# Data supplied:
..............................
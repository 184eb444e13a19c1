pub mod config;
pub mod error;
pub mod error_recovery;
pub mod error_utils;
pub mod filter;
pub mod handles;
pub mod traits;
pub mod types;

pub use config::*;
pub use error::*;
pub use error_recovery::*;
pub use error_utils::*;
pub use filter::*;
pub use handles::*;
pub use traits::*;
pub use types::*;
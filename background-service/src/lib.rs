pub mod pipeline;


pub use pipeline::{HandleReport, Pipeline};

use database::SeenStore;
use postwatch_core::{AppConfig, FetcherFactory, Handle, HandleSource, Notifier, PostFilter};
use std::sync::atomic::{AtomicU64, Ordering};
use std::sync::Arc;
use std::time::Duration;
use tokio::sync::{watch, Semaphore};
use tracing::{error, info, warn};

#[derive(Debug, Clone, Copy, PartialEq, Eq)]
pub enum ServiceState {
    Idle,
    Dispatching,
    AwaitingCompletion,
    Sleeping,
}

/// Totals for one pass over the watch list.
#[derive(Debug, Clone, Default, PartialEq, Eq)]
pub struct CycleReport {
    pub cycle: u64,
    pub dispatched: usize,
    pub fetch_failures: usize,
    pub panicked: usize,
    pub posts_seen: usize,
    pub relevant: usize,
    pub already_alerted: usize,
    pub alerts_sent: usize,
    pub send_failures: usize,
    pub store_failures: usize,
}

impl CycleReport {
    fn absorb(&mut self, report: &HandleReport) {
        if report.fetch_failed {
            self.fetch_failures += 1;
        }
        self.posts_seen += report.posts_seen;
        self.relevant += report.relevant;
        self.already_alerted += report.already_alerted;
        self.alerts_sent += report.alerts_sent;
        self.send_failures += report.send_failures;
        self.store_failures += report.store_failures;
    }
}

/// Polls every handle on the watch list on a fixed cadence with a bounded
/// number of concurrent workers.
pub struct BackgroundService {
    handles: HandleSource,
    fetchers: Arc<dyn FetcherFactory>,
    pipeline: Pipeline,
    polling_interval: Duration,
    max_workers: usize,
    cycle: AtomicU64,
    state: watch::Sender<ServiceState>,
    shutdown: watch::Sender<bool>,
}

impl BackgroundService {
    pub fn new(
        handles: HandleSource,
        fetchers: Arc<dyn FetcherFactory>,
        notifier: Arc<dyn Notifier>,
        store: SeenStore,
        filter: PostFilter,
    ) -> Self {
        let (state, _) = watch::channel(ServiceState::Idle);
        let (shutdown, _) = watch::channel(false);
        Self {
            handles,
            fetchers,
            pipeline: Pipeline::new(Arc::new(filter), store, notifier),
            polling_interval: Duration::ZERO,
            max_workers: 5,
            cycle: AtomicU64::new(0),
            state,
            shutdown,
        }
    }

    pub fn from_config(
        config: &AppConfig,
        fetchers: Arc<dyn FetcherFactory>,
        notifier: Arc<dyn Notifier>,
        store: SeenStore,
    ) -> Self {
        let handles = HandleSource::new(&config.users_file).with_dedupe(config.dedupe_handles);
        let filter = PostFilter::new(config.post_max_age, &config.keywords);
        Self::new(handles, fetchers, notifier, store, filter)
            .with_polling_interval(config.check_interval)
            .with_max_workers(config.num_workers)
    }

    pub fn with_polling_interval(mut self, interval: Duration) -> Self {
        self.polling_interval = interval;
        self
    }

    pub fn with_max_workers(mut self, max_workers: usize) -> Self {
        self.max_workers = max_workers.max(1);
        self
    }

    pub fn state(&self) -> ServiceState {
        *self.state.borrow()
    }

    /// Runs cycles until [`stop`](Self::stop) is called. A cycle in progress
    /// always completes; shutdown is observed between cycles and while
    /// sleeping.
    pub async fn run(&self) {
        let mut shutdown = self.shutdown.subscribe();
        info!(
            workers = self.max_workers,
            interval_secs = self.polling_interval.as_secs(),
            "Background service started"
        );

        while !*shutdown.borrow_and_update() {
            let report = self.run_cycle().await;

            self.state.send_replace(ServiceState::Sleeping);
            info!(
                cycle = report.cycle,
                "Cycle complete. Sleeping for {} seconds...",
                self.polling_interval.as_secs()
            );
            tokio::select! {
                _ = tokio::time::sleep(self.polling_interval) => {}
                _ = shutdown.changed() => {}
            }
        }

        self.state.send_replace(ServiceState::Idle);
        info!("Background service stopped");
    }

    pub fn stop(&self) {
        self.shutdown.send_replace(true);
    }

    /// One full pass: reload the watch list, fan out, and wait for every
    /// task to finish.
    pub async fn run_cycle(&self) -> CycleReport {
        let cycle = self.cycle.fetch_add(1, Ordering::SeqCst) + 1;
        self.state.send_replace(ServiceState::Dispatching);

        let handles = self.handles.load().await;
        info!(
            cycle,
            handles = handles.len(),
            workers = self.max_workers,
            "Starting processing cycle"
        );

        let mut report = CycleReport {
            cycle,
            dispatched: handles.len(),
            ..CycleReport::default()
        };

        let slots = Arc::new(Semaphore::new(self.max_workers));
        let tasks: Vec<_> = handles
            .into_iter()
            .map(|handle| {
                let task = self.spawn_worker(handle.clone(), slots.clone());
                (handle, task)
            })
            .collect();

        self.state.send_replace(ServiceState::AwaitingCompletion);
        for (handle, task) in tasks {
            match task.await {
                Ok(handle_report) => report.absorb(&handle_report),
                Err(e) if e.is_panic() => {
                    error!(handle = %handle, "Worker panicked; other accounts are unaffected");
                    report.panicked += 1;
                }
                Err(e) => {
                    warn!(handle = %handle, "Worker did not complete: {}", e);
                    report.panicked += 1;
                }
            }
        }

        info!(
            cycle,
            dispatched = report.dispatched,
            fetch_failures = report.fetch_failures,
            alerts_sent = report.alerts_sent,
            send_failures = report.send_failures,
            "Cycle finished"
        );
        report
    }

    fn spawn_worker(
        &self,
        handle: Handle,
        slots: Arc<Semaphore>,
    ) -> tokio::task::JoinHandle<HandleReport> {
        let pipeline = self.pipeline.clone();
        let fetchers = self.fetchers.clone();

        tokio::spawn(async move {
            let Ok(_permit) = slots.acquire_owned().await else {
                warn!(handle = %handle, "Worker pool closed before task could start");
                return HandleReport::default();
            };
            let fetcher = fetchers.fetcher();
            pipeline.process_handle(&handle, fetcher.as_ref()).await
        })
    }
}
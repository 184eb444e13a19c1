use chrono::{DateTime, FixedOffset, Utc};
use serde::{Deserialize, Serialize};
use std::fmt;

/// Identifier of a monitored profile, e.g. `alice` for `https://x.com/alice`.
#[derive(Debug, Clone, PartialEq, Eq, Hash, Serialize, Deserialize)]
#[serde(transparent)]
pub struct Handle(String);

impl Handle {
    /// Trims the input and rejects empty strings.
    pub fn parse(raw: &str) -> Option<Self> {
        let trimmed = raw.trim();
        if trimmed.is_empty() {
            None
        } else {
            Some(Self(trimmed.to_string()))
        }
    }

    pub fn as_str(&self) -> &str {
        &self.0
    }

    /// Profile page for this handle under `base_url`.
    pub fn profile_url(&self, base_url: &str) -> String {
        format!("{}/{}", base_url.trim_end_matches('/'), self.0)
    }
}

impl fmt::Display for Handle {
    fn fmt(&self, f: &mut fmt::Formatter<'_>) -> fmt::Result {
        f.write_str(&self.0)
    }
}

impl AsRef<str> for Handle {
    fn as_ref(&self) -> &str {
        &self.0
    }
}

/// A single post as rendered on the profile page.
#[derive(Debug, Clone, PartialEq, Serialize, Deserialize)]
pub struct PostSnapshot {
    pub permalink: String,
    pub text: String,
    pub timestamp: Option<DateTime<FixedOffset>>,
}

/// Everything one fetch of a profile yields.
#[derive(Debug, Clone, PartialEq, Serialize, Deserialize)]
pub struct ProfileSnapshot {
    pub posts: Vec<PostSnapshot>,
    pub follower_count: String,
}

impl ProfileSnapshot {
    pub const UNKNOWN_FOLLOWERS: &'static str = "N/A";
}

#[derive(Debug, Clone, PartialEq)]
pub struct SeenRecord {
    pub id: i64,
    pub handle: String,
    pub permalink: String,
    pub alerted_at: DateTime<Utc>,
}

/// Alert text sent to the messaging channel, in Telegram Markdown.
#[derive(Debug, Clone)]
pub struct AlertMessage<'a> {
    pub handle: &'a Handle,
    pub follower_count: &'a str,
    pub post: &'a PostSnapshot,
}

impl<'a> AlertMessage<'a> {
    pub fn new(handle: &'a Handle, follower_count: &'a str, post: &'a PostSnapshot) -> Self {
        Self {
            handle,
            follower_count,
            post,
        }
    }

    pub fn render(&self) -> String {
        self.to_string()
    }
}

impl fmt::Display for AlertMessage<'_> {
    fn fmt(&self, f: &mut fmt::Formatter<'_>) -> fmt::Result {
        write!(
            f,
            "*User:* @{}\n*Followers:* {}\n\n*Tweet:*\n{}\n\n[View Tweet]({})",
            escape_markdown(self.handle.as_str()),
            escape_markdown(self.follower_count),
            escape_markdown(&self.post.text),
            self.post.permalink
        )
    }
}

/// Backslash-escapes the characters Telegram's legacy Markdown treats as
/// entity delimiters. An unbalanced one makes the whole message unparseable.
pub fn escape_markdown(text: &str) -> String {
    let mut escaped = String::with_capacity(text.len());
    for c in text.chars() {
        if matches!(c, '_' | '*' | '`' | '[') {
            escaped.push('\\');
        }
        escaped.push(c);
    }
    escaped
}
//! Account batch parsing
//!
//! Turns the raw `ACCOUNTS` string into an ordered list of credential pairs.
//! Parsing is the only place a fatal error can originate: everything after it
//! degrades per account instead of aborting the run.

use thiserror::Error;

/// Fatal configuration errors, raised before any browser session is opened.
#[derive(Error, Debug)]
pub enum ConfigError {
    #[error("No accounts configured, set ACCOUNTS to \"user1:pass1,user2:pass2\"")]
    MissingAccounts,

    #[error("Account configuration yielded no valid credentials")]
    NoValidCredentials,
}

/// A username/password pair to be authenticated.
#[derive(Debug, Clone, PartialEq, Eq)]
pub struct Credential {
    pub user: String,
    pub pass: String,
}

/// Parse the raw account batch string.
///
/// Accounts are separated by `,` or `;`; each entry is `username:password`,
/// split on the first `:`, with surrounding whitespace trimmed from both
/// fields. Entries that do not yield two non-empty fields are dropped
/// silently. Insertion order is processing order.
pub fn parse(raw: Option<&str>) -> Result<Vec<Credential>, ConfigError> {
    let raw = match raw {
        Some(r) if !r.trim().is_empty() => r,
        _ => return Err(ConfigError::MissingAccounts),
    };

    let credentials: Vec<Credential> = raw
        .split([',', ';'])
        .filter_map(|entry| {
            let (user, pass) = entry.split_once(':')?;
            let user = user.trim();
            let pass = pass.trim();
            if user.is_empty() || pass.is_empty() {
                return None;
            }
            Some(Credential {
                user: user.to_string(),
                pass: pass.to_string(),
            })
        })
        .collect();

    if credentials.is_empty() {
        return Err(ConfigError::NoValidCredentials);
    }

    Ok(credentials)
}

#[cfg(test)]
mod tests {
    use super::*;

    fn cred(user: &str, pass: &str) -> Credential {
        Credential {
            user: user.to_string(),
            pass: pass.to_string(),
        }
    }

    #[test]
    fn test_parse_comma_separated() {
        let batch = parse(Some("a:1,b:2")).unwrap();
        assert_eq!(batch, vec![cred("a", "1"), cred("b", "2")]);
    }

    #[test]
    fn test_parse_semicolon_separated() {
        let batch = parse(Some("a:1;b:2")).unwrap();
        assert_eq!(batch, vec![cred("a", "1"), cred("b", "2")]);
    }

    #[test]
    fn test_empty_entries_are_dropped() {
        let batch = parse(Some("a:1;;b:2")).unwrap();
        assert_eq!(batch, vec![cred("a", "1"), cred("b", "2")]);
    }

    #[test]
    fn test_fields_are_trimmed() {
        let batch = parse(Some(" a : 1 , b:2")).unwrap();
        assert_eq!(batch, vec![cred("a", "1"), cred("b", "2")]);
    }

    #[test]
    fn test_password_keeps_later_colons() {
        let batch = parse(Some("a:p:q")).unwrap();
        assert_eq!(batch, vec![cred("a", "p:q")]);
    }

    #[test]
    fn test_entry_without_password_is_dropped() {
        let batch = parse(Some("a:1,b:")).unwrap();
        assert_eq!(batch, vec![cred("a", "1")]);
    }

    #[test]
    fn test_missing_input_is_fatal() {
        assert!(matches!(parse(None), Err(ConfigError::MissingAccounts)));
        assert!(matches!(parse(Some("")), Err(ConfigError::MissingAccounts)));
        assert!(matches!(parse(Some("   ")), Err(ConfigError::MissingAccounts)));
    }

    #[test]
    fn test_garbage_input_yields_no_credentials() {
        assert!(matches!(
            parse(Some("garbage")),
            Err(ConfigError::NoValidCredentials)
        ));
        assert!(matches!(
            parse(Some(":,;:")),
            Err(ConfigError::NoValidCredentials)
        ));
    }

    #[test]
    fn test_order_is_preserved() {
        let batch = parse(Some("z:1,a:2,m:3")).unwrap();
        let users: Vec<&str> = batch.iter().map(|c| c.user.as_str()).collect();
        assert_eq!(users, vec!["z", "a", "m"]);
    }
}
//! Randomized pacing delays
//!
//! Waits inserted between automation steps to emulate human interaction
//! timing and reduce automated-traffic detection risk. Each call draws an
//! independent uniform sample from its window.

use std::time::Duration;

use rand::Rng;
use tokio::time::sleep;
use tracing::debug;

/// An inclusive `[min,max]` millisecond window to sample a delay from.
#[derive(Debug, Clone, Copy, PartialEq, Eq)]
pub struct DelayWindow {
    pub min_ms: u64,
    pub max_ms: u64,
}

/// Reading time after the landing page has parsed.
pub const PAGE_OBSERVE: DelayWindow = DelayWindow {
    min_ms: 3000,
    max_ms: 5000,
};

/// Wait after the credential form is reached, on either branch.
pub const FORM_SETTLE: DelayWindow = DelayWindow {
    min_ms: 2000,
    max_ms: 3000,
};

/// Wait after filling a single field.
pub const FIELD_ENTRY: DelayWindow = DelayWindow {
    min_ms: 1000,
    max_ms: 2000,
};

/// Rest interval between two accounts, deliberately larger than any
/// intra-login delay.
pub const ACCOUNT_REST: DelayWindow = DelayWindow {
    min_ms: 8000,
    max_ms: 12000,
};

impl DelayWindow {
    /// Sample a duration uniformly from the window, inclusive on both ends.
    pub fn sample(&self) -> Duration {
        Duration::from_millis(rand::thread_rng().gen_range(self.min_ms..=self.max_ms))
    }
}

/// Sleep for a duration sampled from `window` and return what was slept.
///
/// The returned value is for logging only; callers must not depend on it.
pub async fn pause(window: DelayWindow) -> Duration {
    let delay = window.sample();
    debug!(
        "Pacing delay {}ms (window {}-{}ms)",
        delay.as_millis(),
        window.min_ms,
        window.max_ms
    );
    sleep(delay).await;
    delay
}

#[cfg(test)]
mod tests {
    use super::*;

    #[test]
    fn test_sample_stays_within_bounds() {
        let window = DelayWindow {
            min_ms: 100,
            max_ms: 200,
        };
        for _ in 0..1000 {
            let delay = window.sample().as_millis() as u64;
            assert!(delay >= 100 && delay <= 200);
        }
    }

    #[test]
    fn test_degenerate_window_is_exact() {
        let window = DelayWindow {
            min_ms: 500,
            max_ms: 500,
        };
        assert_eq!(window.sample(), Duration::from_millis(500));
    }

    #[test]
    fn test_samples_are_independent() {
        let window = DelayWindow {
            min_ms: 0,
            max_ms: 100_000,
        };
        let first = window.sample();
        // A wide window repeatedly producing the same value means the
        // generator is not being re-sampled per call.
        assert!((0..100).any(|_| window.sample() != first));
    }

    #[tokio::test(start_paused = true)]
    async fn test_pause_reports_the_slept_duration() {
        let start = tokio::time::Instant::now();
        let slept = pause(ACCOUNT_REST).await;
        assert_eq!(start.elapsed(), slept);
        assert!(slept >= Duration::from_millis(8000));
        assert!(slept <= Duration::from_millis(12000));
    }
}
..............................
# What is being asked:
Write out only the lines from the very start of the entries above to the line that includes "pub mod pipeline;", both ends included, each one unchanged.

# Solution for this task:
repository 184eb444e13a19c1
pub mod config;
pub mod error;
pub mod error_recovery;
pub mod error_utils;
pub mod filter;
pub mod handles;
pub mod traits;
pub mod types;

pub use config::*;
pub use error::*;
pub use error_recovery::*;
pub use error_utils::*;
pub use filter::*;
pub use handles::*;
pub use traits::*;
pub use types::*;
filename background-service/src/lib.rs
pub mod pipeline;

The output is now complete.